Certainly the dealer would charge for the service, but would the price simply show how cheaply beneficial owners were getting indemnification? Indemnification will absorb different amounts of capital, depending on the volatility of the underlying assets. Maybe the third party indemnification would only apply to low capital trades? Or was this a gentle reminder to those looking at Direct trading or CCP cleared trades that there are no indemnifications included in those models? Direct could be a serious option going forward; more on the pros and cons of that option can be found here.
Another part of the discussion was about diversification. One suggestion was for beneficial owners to expand the number of approved borrowers they deal with. Sound advice and nothing new there. Also included was a recommendation to think about agent diversification. With the industry re-shuffling, shops will be closing (one already has and two have merged) and beneficial owners need to think about whom they deal with. Is the sec lender going to stay committed to the business? Is their business model sustainable? One might be forgiven to think this kind of comment was designed to push beneficial owners toward the big shops who, presumably, have too much of an investment to leave the business. There is a legitimate question in the growth direction of different agent lenders; we tackled that in depth last November in “Transforming the Agent Lender Business Model.”

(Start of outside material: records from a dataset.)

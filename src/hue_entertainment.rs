//! Philips Hue Entertainment streaming driver.
//!
//! The Entertainment mode protocol is documented at
//! https://developers.meethue.com/develop/hue-entertainment/hue-entertainment-api/.
//! Color updates go over a DTLS-PSK channel to UDP port 2100 on the bridge;
//! the session is opened and closed through the bridge's normal REST API.

use std::error::Error;
use std::io::{self, Read, Write};
use std::net::UdpSocket;
use std::time::Duration;

use bytes::{BufMut, BytesMut};
use openssl::ssl::{HandshakeError, Ssl, SslContext, SslMethod, SslVerifyMode};

use crate::driver::RgbDriver;
use crate::hue_bridge::{BridgeControl, GroupTopology};
use crate::Rgb;

/// UDP port of the bridge's Entertainment endpoint.
const HUE_ENTERTAINMENT_PORT: u16 = 2100;

/// Fixed frame header: "HueStream" + version + sequence + reserved bytes.
const HUE_ENTERTAINMENT_HEADER_SIZE: usize = 16;

/// Per-light record: type + 16-bit id + three 16-bit color channels.
const HUE_ENTERTAINMENT_LIGHT_SIZE: usize = 9;

/// Cipher the bridge accepts for the PSK handshake.
const HUE_PSK_CIPHER: &str = "PSK-AES128-GCM-SHA256";

/// Decode a hex string into its bytes.
///
/// Odd-length or non-hex input is out of contract; malformed pairs are
/// skipped rather than reported.
pub(crate) fn hex_to_bytes(hex: &str) -> Vec<u8> {
    hex.as_bytes()
        .chunks(2)
        .filter_map(|pair| std::str::from_utf8(pair).ok())
        .filter_map(|pair| u8::from_str_radix(pair, 16).ok())
        .collect()
}

/// Entertainment mode message buffer.
///
/// Allocated once per session with one slot per group light; color updates
/// mutate the slots in place and the whole buffer is sent as a single
/// datagram.
pub(crate) struct EntertainmentFrame {
    buf: BytesMut,
    light_count: usize,
}

impl EntertainmentFrame {
    /// Build a frame with the header and light id slots filled in and all
    /// color channels dark.
    pub fn new(light_ids: &[u16]) -> Self {
        let size = HUE_ENTERTAINMENT_HEADER_SIZE + light_ids.len() * HUE_ENTERTAINMENT_LIGHT_SIZE;
        let mut buf = BytesMut::with_capacity(size);

        // Protocol name.
        buf.put_slice(b"HueStream");

        // Version major/minor.
        buf.put_u8(0x01);
        buf.put_u8(0x00);

        // Sequence ID (unused).
        buf.put_u8(0x00);

        // Reserved.
        buf.put_u16(0x0000);

        // Color space (RGB).
        buf.put_u8(0x00);

        // Reserved.
        buf.put_u8(0x00);

        for id in light_ids {
            // Type (light).
            buf.put_u8(0x00);

            // Light ID, big-endian.
            buf.put_u16(*id);

            // Color channels start dark.
            buf.put_slice(&[0; 6]);
        }

        Self { buf, light_count: light_ids.len() }
    }

    /// Rewrite the color slots, one color per light in group order.
    ///
    /// Each 8-bit channel is duplicated into both bytes of its 16-bit field.
    /// Surplus colors are ignored; missing colors leave the previous slot
    /// values in place.
    pub fn set_colors(&mut self, colors: &[Rgb]) {
        for (light_idx, color) in colors.iter().take(self.light_count).enumerate() {
            let slot =
                HUE_ENTERTAINMENT_HEADER_SIZE + light_idx * HUE_ENTERTAINMENT_LIGHT_SIZE + 3;

            self.buf[slot] = color.r;
            self.buf[slot + 1] = color.r;
            self.buf[slot + 2] = color.g;
            self.buf[slot + 3] = color.g;
            self.buf[slot + 4] = color.b;
            self.buf[slot + 5] = color.b;
        }
    }

    pub fn as_bytes(&self) -> &[u8] {
        &self.buf
    }

    pub fn light_count(&self) -> usize {
        self.light_count
    }
}

/// Encrypted channel the session streams frames over.
pub(crate) trait StreamingChannel {
    /// Send one whole frame; delivery is fire-and-forget.
    fn send_frame(&mut self, frame: &[u8]);

    /// Close the channel from the client side (close-notify).
    fn close(&mut self);
}

/// Connected UDP socket adapter for the DTLS stream.
#[derive(Debug)]
struct UdpChannel(UdpSocket);

impl Read for UdpChannel {
    fn read(&mut self, buf: &mut [u8]) -> io::Result<usize> {
        self.0.recv(buf)
    }
}

impl Write for UdpChannel {
    fn write(&mut self, buf: &[u8]) -> io::Result<usize> {
        self.0.send(buf)
    }

    fn flush(&mut self) -> io::Result<()> {
        Ok(())
    }
}

/// DTLS-PSK channel to the bridge's Entertainment endpoint.
pub(crate) struct DtlsChannel {
    stream: openssl::ssl::SslStream<UdpChannel>,
}

impl DtlsChannel {
    /// Connect to `<ip>:2100` and run the PSK handshake to completion.
    ///
    /// The PSK is the hex-decoded client key, the identity is the bridge
    /// username. The handshake is retried for as long as the transport only
    /// reports that it would block on read or write; any other failure is
    /// fatal for the session.
    pub fn connect(ip: &str, username: &str, client_key: &str) -> Result<Self, Box<dyn Error>> {
        let mut builder = SslContext::builder(SslMethod::dtls())?;
        builder.set_cipher_list(HUE_PSK_CIPHER)?;

        // The PSK handshake carries no certificate to verify.
        builder.set_verify(SslVerifyMode::NONE);

        let psk = hex_to_bytes(client_key);
        let identity = username.as_bytes().to_vec();
        builder.set_psk_client_callback(move |_ssl, _hint, identity_buf, psk_buf| {
            if identity.len() + 1 > identity_buf.len() || psk.len() > psk_buf.len() {
                return Ok(0);
            }

            identity_buf[..identity.len()].copy_from_slice(&identity);
            identity_buf[identity.len()] = 0;
            psk_buf[..psk.len()].copy_from_slice(&psk);

            Ok(psk.len())
        });

        let ssl = Ssl::new(&builder.build())?;

        let socket = UdpSocket::bind(("0.0.0.0", 0))?;
        socket.connect((ip, HUE_ENTERTAINMENT_PORT))?;

        // Bounded reads so DTLS retransmission gets a chance to run.
        socket.set_read_timeout(Some(Duration::from_secs(1)))?;

        let mut result = ssl.connect(UdpChannel(socket));
        let stream = loop {
            match result {
                Ok(stream) => break stream,
                Err(HandshakeError::WouldBlock(mid)) => result = mid.handshake(),
                Err(err) => return Err(format!("entertainment handshake failed: {err}").into()),
            }
        };

        Ok(Self { stream })
    }
}

impl StreamingChannel for DtlsChannel {
    fn send_frame(&mut self, frame: &[u8]) {
        // A dropped datagram just means the next update wins.
        let _ = self.stream.ssl_write(frame);
    }

    fn close(&mut self) {
        let _ = self.stream.shutdown();
    }
}

/// An open Entertainment streaming session for one group.
///
/// Construction signals the bridge to start streaming, then brings up the
/// encrypted channel; dropping the session closes the channel before telling
/// the bridge to stop.
pub(crate) struct EntertainmentSession<B: BridgeControl, C: StreamingChannel> {
    bridge: B,
    topology: GroupTopology,
    location: String,
    frame: EntertainmentFrame,
    channel: C,
}

impl<B: BridgeControl, C: StreamingChannel> EntertainmentSession<B, C> {
    /// Open a session: one start-streaming signal over the normal API, then
    /// the frame buffer, then the encrypted channel.
    pub fn new<F>(
        bridge: B,
        topology: GroupTopology,
        bridge_ip: &str,
        connect: F,
    ) -> Result<Self, Box<dyn Error>>
    where
        F: FnOnce() -> Result<C, Box<dyn Error>>,
    {
        bridge.start_streaming(&topology.id)?;

        let frame = EntertainmentFrame::new(&topology.light_ids);

        // The bridge only opens port 2100 once streaming is active, so the
        // channel comes up last. Roll the streaming flag back if it fails.
        let channel = match connect() {
            Ok(channel) => channel,
            Err(err) => {
                let _ = bridge.stop_streaming(&topology.id);
                return Err(err);
            },
        };

        Ok(Self {
            bridge,
            location: format!("IP: {bridge_ip}"),
            topology,
            frame,
            channel,
        })
    }

    /// Group name as configured on the bridge.
    pub fn group_name(&self) -> &str {
        &self.topology.name
    }
}

impl<B: BridgeControl, C: StreamingChannel> Drop for EntertainmentSession<B, C> {
    fn drop(&mut self) {
        // Close-notify before the stop signal; the bridge can otherwise
        // block waiting on the stream side.
        self.channel.close();
        let _ = self.bridge.stop_streaming(&self.topology.id);
    }
}

impl<B: BridgeControl, C: StreamingChannel> RgbDriver for EntertainmentSession<B, C> {
    fn location(&self) -> String {
        self.location.clone()
    }

    fn name(&self) -> String {
        self.topology.name.clone()
    }

    fn led_count(&self) -> usize {
        self.frame.light_count()
    }

    fn set_color(&mut self, colors: &[Rgb]) {
        self.frame.set_colors(colors);
        self.channel.send_frame(self.frame.as_bytes());
    }
}
//! Philips Hue bridge REST client.
//!
//! Covers only what the Entertainment session needs from the bridge's normal
//! (non-streaming) API: the group topology snapshot and the imperative
//! start/stop-streaming toggles. Everything latency-sensitive goes over the
//! encrypted UDP channel instead.

use std::error::Error;
use std::time::Duration;

use serde_json::{json, Value};

/// Control calls issued over the bridge's normal API channel.
///
/// Split out as a trait so session construction and teardown can be exercised
/// without a physical bridge.
pub(crate) trait BridgeControl {
    /// Tell the bridge to open the Entertainment UDP endpoint for a group.
    fn start_streaming(&self, group_id: &str) -> Result<(), Box<dyn Error>>;

    /// Tell the bridge to close the Entertainment endpoint again.
    fn stop_streaming(&self, group_id: &str) -> Result<(), Box<dyn Error>>;
}

/// Read-only snapshot of an entertainment group, captured once at session
/// construction. The light order here fixes the frame slot order.
#[derive(Debug, Clone)]
pub(crate) struct GroupTopology {
    pub id: String,
    pub name: String,
    pub light_ids: Vec<u16>,
}

/// Handle to a Hue bridge's REST API.
pub(crate) struct HueBridge {
    ip: String,
    username: String,
    client_key: String,
    http: reqwest::blocking::Client,
}

impl HueBridge {
    pub fn new(ip: &str, username: &str, client_key: &str) -> Result<Self, Box<dyn Error>> {
        let http = reqwest::blocking::Client::builder()
            .timeout(Duration::from_secs(5))
            .build()?;

        Ok(Self {
            ip: ip.into(),
            username: username.into(),
            client_key: client_key.into(),
            http,
        })
    }

    /// Bridge IP address.
    pub fn ip(&self) -> &str {
        &self.ip
    }

    /// Whitelisted API username; doubles as the DTLS PSK identity.
    pub fn username(&self) -> &str {
        &self.username
    }

    /// Hex-encoded entertainment client key.
    pub fn client_key(&self) -> &str {
        &self.client_key
    }

    fn group_url(&self, group_id: &str) -> String {
        format!("http://{}/api/{}/groups/{}", self.ip, self.username, group_id)
    }

    /// Fetch the group name and its ordered member light IDs.
    pub fn group(&self, group_id: &str) -> Result<GroupTopology, Box<dyn Error>> {
        let body: Value = self.http.get(self.group_url(group_id)).send()?.json()?;

        let name = body["name"].as_str().unwrap_or_default().to_string();

        let mut light_ids = Vec::new();
        for light in body["lights"].as_array().map(Vec::as_slice).unwrap_or_default() {
            let id = light
                .as_str()
                .and_then(|id| id.parse::<u16>().ok())
                .ok_or_else(|| format!("malformed light id in group {group_id}"))?;
            light_ids.push(id);
        }

        Ok(GroupTopology { id: group_id.into(), name, light_ids })
    }

    /// Flip the group's `stream.active` flag.
    fn set_streaming(&self, group_id: &str, active: bool) -> Result<(), Box<dyn Error>> {
        let body = json!({ "stream": { "active": active } });

        let response = self.http.put(self.group_url(group_id)).json(&body).send()?;
        if !response.status().is_success() {
            return Err(format!("bridge rejected streaming toggle: {}", response.status()).into());
        }

        Ok(())
    }
}

impl BridgeControl for HueBridge {
    fn start_streaming(&self, group_id: &str) -> Result<(), Box<dyn Error>> {
        self.set_streaming(group_id, true)
    }

    fn stop_streaming(&self, group_id: &str) -> Result<(), Box<dyn Error>> {
        self.set_streaming(group_id, false)
    }
}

There was an interesting discussion on pricing. One dealer lamented that despite the regulatory pressures to change pricing, agents still put crazy bids on the table. One person noted that pricing is situational. We wonder if this means some clients will still get aggressive pricing if there is competition for their business? The usual “price is only one factor you should consider” caveat was invoked. If beneficial owners were being re-priced, one panelist suggested that by all means, issue an RFP and see what comes back.
The securities lending business model is in flux and agent lenders will be in flux as well. Some firms are well positioned; others may have reason to be concerned. In changing times, its the more free wheeling conversation at the end of that day that can turn out some interesting viewpoints.